- Batching of multiple published messages to yield less frequent network round trips to the broker
- Support for multiple in-flight messages
- Partitioning of topics across multiple brokers in a cluster
- Immediately write data to a persistent log on the filesystem without necessarily flushing to disk(transferred into the kernel’s pagecache) rather than accumulate them in JVM heap
- Maximized use of sequential disk reads and writes
Kafka does not always access disk sequentially but it does some things that make it much more likely that disk access is often sequential. All Kafka messages are stored in larger segment files (1GB each by default) and since Kafka messages are not deleted when consumed (like in other message brokers) Kafka will not end up creating a fragmented filesystem over time by continuously creating and deleting many variable length files. Instead it creates segment files and then appends to that file until it reaches 1GB (a configurable limit). Only when all messages in the segment expire will it delete the entire 1GB segment. This means that often these 1GB sections of disk are actually laid out as contiguous blocks. It is a recommended best practice to keep these Kafka commit log files on a dedicated filesystem so it does not get fragmented by other apps reading and writing variable length files into the same filesystem. More importantly most reading an writing to these segment files is sequential and goes through OS page cache so as to reduce disk I/O even further by caching the most often accessed pages in memory. This is why it is a recommendation to tune the kernel to set swappiness to 1 to reduce the likelihood that these cached pages would get swapped out of memory.

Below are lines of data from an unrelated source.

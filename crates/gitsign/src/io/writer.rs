//! Shareable output sinks

use std::fs::File;
use std::io::{self, Write};
use std::sync::{Arc, Mutex, MutexGuard};

/// A cloneable handle to a single underlying writer
///
/// Clones write to the same sink, which is what lets the terminal-output
/// channel alias the error stream and the scoped log subscriber write
/// through the same tee as everything else.
#[derive(Clone)]
pub struct SharedWriter {
    inner: Arc<Mutex<Box<dyn Write + Send>>>,
}

impl SharedWriter {
    /// Wrap a writer
    pub fn new(writer: impl Write + Send + 'static) -> Self {
        Self {
            inner: Arc::new(Mutex::new(Box::new(writer))),
        }
    }

    /// Whether two handles point at the same sink
    pub fn same_sink(&self, other: &SharedWriter) -> bool {
        Arc::ptr_eq(&self.inner, &other.inner)
    }

    fn lock(&self) -> MutexGuard<'_, Box<dyn Write + Send>> {
        // A panic caught by the wrapper may have poisoned the lock; the
        // writer itself is still usable.
        self.inner.lock().unwrap_or_else(|poisoned| poisoned.into_inner())
    }
}

impl Write for SharedWriter {
    fn write(&mut self, buf: &[u8]) -> io::Result<usize> {
        self.lock().write(buf)
    }

    fn write_all(&mut self, buf: &[u8]) -> io::Result<()> {
        self.lock().write_all(buf)
    }

    fn flush(&mut self) -> io::Result<()> {
        self.lock().flush()
    }
}

impl std::fmt::Debug for SharedWriter {
    fn fmt(&self, f: &mut std::fmt::Formatter<'_>) -> std::fmt::Result {
        f.debug_struct("SharedWriter").finish_non_exhaustive()
    }
}

/// The log file side of an error-stream tee
///
/// Closing is explicit so the file is released at a known point even if
/// clones of the tee are still around.
#[derive(Clone)]
pub struct LogFile {
    file: Arc<Mutex<Option<File>>>,
}

impl LogFile {
    /// Take ownership of an open log file
    pub fn new(file: File) -> Self {
        Self {
            file: Arc::new(Mutex::new(Some(file))),
        }
    }

    /// Flush and close the file; later writes are dropped
    pub fn close(&self) {
        let mut guard = self.file.lock().unwrap_or_else(|poisoned| poisoned.into_inner());
        if let Some(mut file) = guard.take() {
            // Nothing useful can be reported here: the error stream is the
            // tee this file belongs to.
            let _ = file.flush();
        }
    }

    /// Whether the file is still open
    pub fn is_open(&self) -> bool {
        self.file
            .lock()
            .unwrap_or_else(|poisoned| poisoned.into_inner())
            .is_some()
    }

    fn write_all(&self, buf: &[u8]) -> io::Result<()> {
        let mut guard = self.file.lock().unwrap_or_else(|poisoned| poisoned.into_inner());
        match guard.as_mut() {
            Some(file) => file.write_all(buf),
            None => Ok(()),
        }
    }
}

/// Writes everything to a primary sink and copies it to a log file
///
/// The primary sink decides success; a failing log file never breaks the
/// error stream. Nothing in here may log through `tracing`, since the log
/// subscriber writes into this very tee.
pub struct Tee {
    primary: SharedWriter,
    log: LogFile,
}

impl Tee {
    /// Fan out writes to `primary` and `log`
    pub fn new(primary: SharedWriter, log: LogFile) -> Self {
        Self { primary, log }
    }
}

impl Write for Tee {
    fn write(&mut self, buf: &[u8]) -> io::Result<usize> {
        self.write_all(buf)?;
        Ok(buf.len())
    }

    fn write_all(&mut self, buf: &[u8]) -> io::Result<()> {
        self.primary.write_all(buf)?;
        let _ = self.log.write_all(buf);
        Ok(())
    }

    fn flush(&mut self) -> io::Result<()> {
        self.primary.flush()
    }
}

/// An in-memory sink whose contents stay readable after it is handed out
#[cfg(test)]
#[derive(Clone, Default)]
pub(crate) struct MemorySink {
    bytes: Arc<Mutex<Vec<u8>>>,
}

#[cfg(test)]
impl MemorySink {
    pub(crate) fn contents(&self) -> String {
        String::from_utf8_lossy(&self.bytes.lock().unwrap()).into_owned()
    }

    pub(crate) fn bytes(&self) -> Vec<u8> {
        self.bytes.lock().unwrap().clone()
    }
}

#[cfg(test)]
impl Write for MemorySink {
    fn write(&mut self, buf: &[u8]) -> io::Result<usize> {
        self.bytes.lock().unwrap().extend_from_slice(buf);
        Ok(buf.len())
    }

    fn flush(&mut self) -> io::Result<()> {
        Ok(())
    }
}

/// A sink that refuses every write
#[cfg(test)]
pub(crate) struct BrokenSink;

#[cfg(test)]
impl Write for BrokenSink {
    fn write(&mut self, _buf: &[u8]) -> io::Result<usize> {
        Err(io::Error::new(io::ErrorKind::BrokenPipe, "pipe closed"))
    }

    fn flush(&mut self) -> io::Result<()> {
        Err(io::Error::new(io::ErrorKind::BrokenPipe, "pipe closed"))
    }
}

#[cfg(test)]
mod tests {
    use super::*;
    use std::io::Read;

    #[test]
    fn test_shared_writer_clones_share_sink() {
        let sink = MemorySink::default();
        let mut a = SharedWriter::new(sink.clone());
        let mut b = a.clone();
        a.write_all(b"one ").unwrap();
        b.write_all(b"two").unwrap();
        assert_eq!(sink.contents(), "one two");
        assert!(a.same_sink(&b));
        assert!(!a.same_sink(&SharedWriter::new(MemorySink::default())));
    }

    #[test]
    fn test_tee_copies_to_log_until_closed() {
        let sink = MemorySink::default();
        let mut log_file = tempfile::NamedTempFile::new().unwrap();
        let log = LogFile::new(log_file.reopen().unwrap());
        let mut tee = Tee::new(SharedWriter::new(sink.clone()), log.clone());

        tee.write_all(b"before\n").unwrap();
        log.close();
        assert!(!log.is_open());
        tee.write_all(b"after\n").unwrap();

        assert_eq!(sink.contents(), "before\nafter\n");
        let mut logged = String::new();
        log_file.read_to_string(&mut logged).unwrap();
        assert_eq!(logged, "before\n");
    }

    #[test]
    fn test_tee_fails_when_primary_fails() {
        let log = LogFile::new(tempfile::tempfile().unwrap());
        let mut tee = Tee::new(SharedWriter::new(BrokenSink), log);
        assert!(tee.write_all(b"x").is_err());
    }
}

- Use queue instead of tree as the data structure to avoid random I/O
- Zero-copy processing of messages
- Limit minimum bytes return to consumer to yield less frequent network round trips
In Kafka, the index and timeindex file is read/written using memory mapped file, but the segment log file is read/written using regular file I/O, the reason can be found below:
read() calls usually don’t have the overhead of page faulting. Page faulting is seriously expensive, so if you’re page faulting frequently you’re going to slow things around you. And as seen above the main logic behind mmap() is to page fault on the address if the contents of the file are not in memory. If you’re doing a sequential read/write then it is better to perform I/O via your usual read() and write() calls as the copy overhead is negligible when compared to the overhead incurred because of frequent page faults. And usually all our file accesses fall into this category.